* **YOUR TASK**
Wherever the word "AgilityConfig" occurs in the listing below, copy that whole line.

* **SUPPLIED DATA**

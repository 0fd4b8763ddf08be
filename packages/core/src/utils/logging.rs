// Логирование

use std::sync::Once;
use tracing_subscriber::EnvFilter;

static INIT: Once = Once::new();

/// Установить fmt-подписчик tracing (уровень из RUST_LOG, по умолчанию info).
/// Повторные вызовы ничего не делают.
pub fn init_logging() {
    INIT.call_once(|| {
        let filter = EnvFilter::try_from_default_env().unwrap_or_else(|_| EnvFilter::new("info"));
        // Хост-приложение могло уже установить свой подписчик
        let _ = tracing_subscriber::fmt()
            .with_env_filter(filter)
            .with_target(true)
            .try_init();
    });
}
//! Quantum threat model and the shared threat snapshot.
//!
//! Score = 0.4·temporal + 0.3·technical + 0.2·readiness + 0.1·regulatory,
//! every factor clamped to [0, 100], result clamped and rounded.

use crate::config::AgilityConfig;
use chrono::{DateTime, Datelike, Utc};
use serde::{Deserialize, Serialize};
use std::sync::{Arc, PoisonError, RwLock};

const TEMPORAL_WEIGHT: f64 = 0.4;
const TECHNICAL_WEIGHT: f64 = 0.3;
const READINESS_WEIGHT: f64 = 0.2;
const REGULATORY_WEIGHT: f64 = 0.1;

/// FIPS 203/204/205 publication, 2024-08-13T00:00:00Z
const STANDARDIZATION_TIMESTAMP: i64 = 1_723_507_200;
const SECONDS_PER_YEAR: f64 = 365.25 * 24.0 * 60.0 * 60.0;

const TECHNICAL_BASE_YEAR: f64 = 2019.0;
const TECHNICAL_BASE: f64 = 20.0;
const TECHNICAL_PER_YEAR: f64 = 7.0;
const READINESS_PER_YEAR: f64 = 15.0;
const REGULATORY_PER_YEAR: f64 = 10.0;

/// Individual factors, each in [0, 100].
#[derive(Debug, Clone, Copy, PartialEq, Serialize, Deserialize)]
#[serde(rename_all = "camelCase")]
pub struct ThreatFactors {
    pub temporal: f64,
    pub technical: f64,
    pub readiness: f64,
    pub regulatory: f64,
}

fn clamp_factor(value: f64) -> f64 {
    if value.is_nan() {
        0.0
    } else {
        value.clamp(0.0, 100.0)
    }
}

/// Weighted sum, clamped to [0, 100] and rounded.
pub fn score_from_factors(factors: &ThreatFactors) -> u8 {
    let weighted = TEMPORAL_WEIGHT * clamp_factor(factors.temporal)
        + TECHNICAL_WEIGHT * clamp_factor(factors.technical)
        + READINESS_WEIGHT * clamp_factor(factors.readiness)
        + REGULATORY_WEIGHT * clamp_factor(factors.regulatory);
    weighted.clamp(0.0, 100.0).round() as u8
}

#[derive(Debug, Clone, PartialEq)]
pub struct ThreatModel {
    pub quantum_capability_year: f64,
    pub horizon_years: f64,
    pub regulatory_deadline_year: f64,
}

impl ThreatModel {
    pub fn from_config(config: &AgilityConfig) -> Self {
        Self {
            quantum_capability_year: config.quantum_capability_year,
            horizon_years: config.threat_horizon_years,
            regulatory_deadline_year: config.regulatory_deadline_year,
        }
    }

    pub fn factors_at(&self, now: DateTime<Utc>) -> ThreatFactors {
        let year = fractional_year(now);

        let ramp_start = self.quantum_capability_year - self.horizon_years;
        let temporal = if self.horizon_years > 0.0 {
            (year - ramp_start) / self.horizon_years * 100.0
        } else {
            100.0
        };

        let technical = TECHNICAL_BASE + TECHNICAL_PER_YEAR * (year - TECHNICAL_BASE_YEAR);

        let since_standardization =
            (now.timestamp() - STANDARDIZATION_TIMESTAMP) as f64 / SECONDS_PER_YEAR;
        let readiness = READINESS_PER_YEAR * since_standardization;

        let regulatory = 100.0 - REGULATORY_PER_YEAR * (self.regulatory_deadline_year - year);

        ThreatFactors {
            temporal: clamp_factor(temporal),
            technical: clamp_factor(technical),
            readiness: clamp_factor(readiness),
            regulatory: clamp_factor(regulatory),
        }
    }

    pub fn assess(&self, now: DateTime<Utc>) -> u8 {
        score_from_factors(&self.factors_at(now))
    }
}

fn fractional_year(at: DateTime<Utc>) -> f64 {
    at.year() as f64 + at.ordinal0() as f64 / 365.25
}

/// Last published assessment.
#[derive(Debug, Clone, Copy, PartialEq, Eq, Default, Serialize, Deserialize)]
#[serde(rename_all = "camelCase")]
pub struct ThreatSnapshot {
    pub score: u8,
    pub assessed_at: Option<DateTime<Utc>>,
}

/// Shared, lock-protected threat snapshot. Writers publish whole snapshots,
/// so readers never observe a half-updated assessment.
#[derive(Debug, Clone, Default)]
pub struct ThreatGauge {
    inner: Arc<RwLock<ThreatSnapshot>>,
}

impl ThreatGauge {
    pub fn new() -> Self {
        Self::default()
    }

    pub fn with_score(score: u8) -> Self {
        let gauge = Self::new();
        gauge.publish(ThreatSnapshot {
            score,
            assessed_at: None,
        });
        gauge
    }

    pub fn publish(&self, snapshot: ThreatSnapshot) {
        *self.inner.write().unwrap_or_else(PoisonError::into_inner) = snapshot;
    }

    pub fn snapshot(&self) -> ThreatSnapshot {
        *self.inner.read().unwrap_or_else(PoisonError::into_inner)
    }

    pub fn score(&self) -> u8 {
        self.snapshot().score
    }
}
// In-memory реализации внешних коллабораторов (directory, sink, статистика)

pub mod memory;

pub use memory::{MemoryDirectory, MemorySink};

* **SOLUTION TO THIS TASK**
use crate::config::AgilityConfig;
    pub fn from_config(config: &AgilityConfig) -> Self {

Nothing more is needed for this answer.